21.Under Order 2 Rule 4(1), payment must be proved specifically. Indeed, in the case of Raghbir Singh Chatte v National Bank of Kenya Limited [1996] eKLR, the Court of Appeal stated as doth regarding Rule 14(equivalent to order 2 Rule 4(1): -The main object of this rule and r.14 is to bring the parties by their pleadings to an issue, and indeed to narrow them down to definite issues, and so diminish expense and delay, especially as regards the amount of testimony required on either side at the hearing (per Jessel M. R. in Thorp v Holdworth (1876) 3 Ch. D. 637). This object is secured by requiring that each party in turn should fully admit or clearly deny every material allegation made against him. Thus, in an action for a debt or liquidated demand in money, a mere denial of the debt is wholly inadmissible”, (underling supplied).“I will also add that the crucial deficiency of a general denial which I have already described, also applies to the evasive, inconsistent and contradictory alternative general traverse in the appellant’s defence. This was that if the respondent had extended any overdraft facilities without stating the amount involved, to the appellant which was moreover, denied, then the same and here again, without stating how and when, had been paid. Such a spurious pleading in the alternative cannot give any merit to the defence and so also makes it one which discloses no reasonable defence for all purposes including that of 0 6 r 13(1)(a).”

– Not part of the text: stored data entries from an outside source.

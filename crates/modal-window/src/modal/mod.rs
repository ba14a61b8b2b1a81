#![forbid(unsafe_code)]

//! Modal window widget: structure builder, state reconciler, transition
//! controller, focus manager, and dismissal policy.
//!
//! # State Model
//!
//! One canonical `active` flag, mirrored to the host element's `active`
//! attribute, is reconciled from three stimulus sources: direct
//! [`ModalWindow::open`]/[`ModalWindow::close`] calls, observed attribute
//! mutation, and user dismissal gestures. A four-phase transition
//! controller (`Closed → Opening → Open → Closing`) drives the timed
//! enter/exit window; a focus manager captures the pre-open focus target,
//! traps tab order between two sentinels while open, and restores focus on
//! close.
//!
//! # Dismissal Policy
//!
//! Three flags layer over each other: `closable` gates every user path,
//! `static` additionally gates backdrop and Escape, `noclick` gates only
//! the backdrop. While a transition is in flight all user dismissal is
//! ignored. Programmatic `close()` is never blocked.
//!
//! # Example
//!
//! ```
//! use modal_dom::{Document, ElementKind};
//! use modal_window::ModalWindow;
//!
//! let mut doc = Document::new();
//! let host = doc.create_element(ElementKind::Container);
//! doc.append_child(doc.body(), host);
//!
//! let mut modal = ModalWindow::new(host);
//! modal.attach(&mut doc);
//! modal.open(&mut doc);
//! assert_eq!(doc.attr(host, "active"), Some("true"));
//! ```

mod focus;
mod policy;
mod structure;
mod transition;
mod widget;

pub use focus::FocusManager;
pub use policy::{DismissPaths, DismissPolicy, DismissRequest};
pub use structure::ModalParts;
pub use transition::{Phase, TransitionController, ANIMATION_DURATION, CLASS_HIDE, CLASS_SHOW, CLASS_VISIBLE};
pub use widget::{ModalEvent, ModalWindow};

22.Secondly, payment is within the special knowledge of the respondent. Under Section 112, the Appellant had the burden of proof in respect to matters within his special knowledge. The said Section provides as doth: -112. Proof of special knowledge in civil proceedings In civil proceedings, when any fact is especially within the knowledge of any party to those proceedings, the burden of proving or disproving that fact is upon him.”
23.The duty of the appellant was discharged when: -a.they supplied particulars that were missing from the plaint.b.Secondly, they provided a statement showing that the said amount were due. The statement was composite. The statement has premium, commission and balances. They show on the 4th column that certain payments were made, in reduction of the debt. The respondent who made the payment was mum on why he made premiums.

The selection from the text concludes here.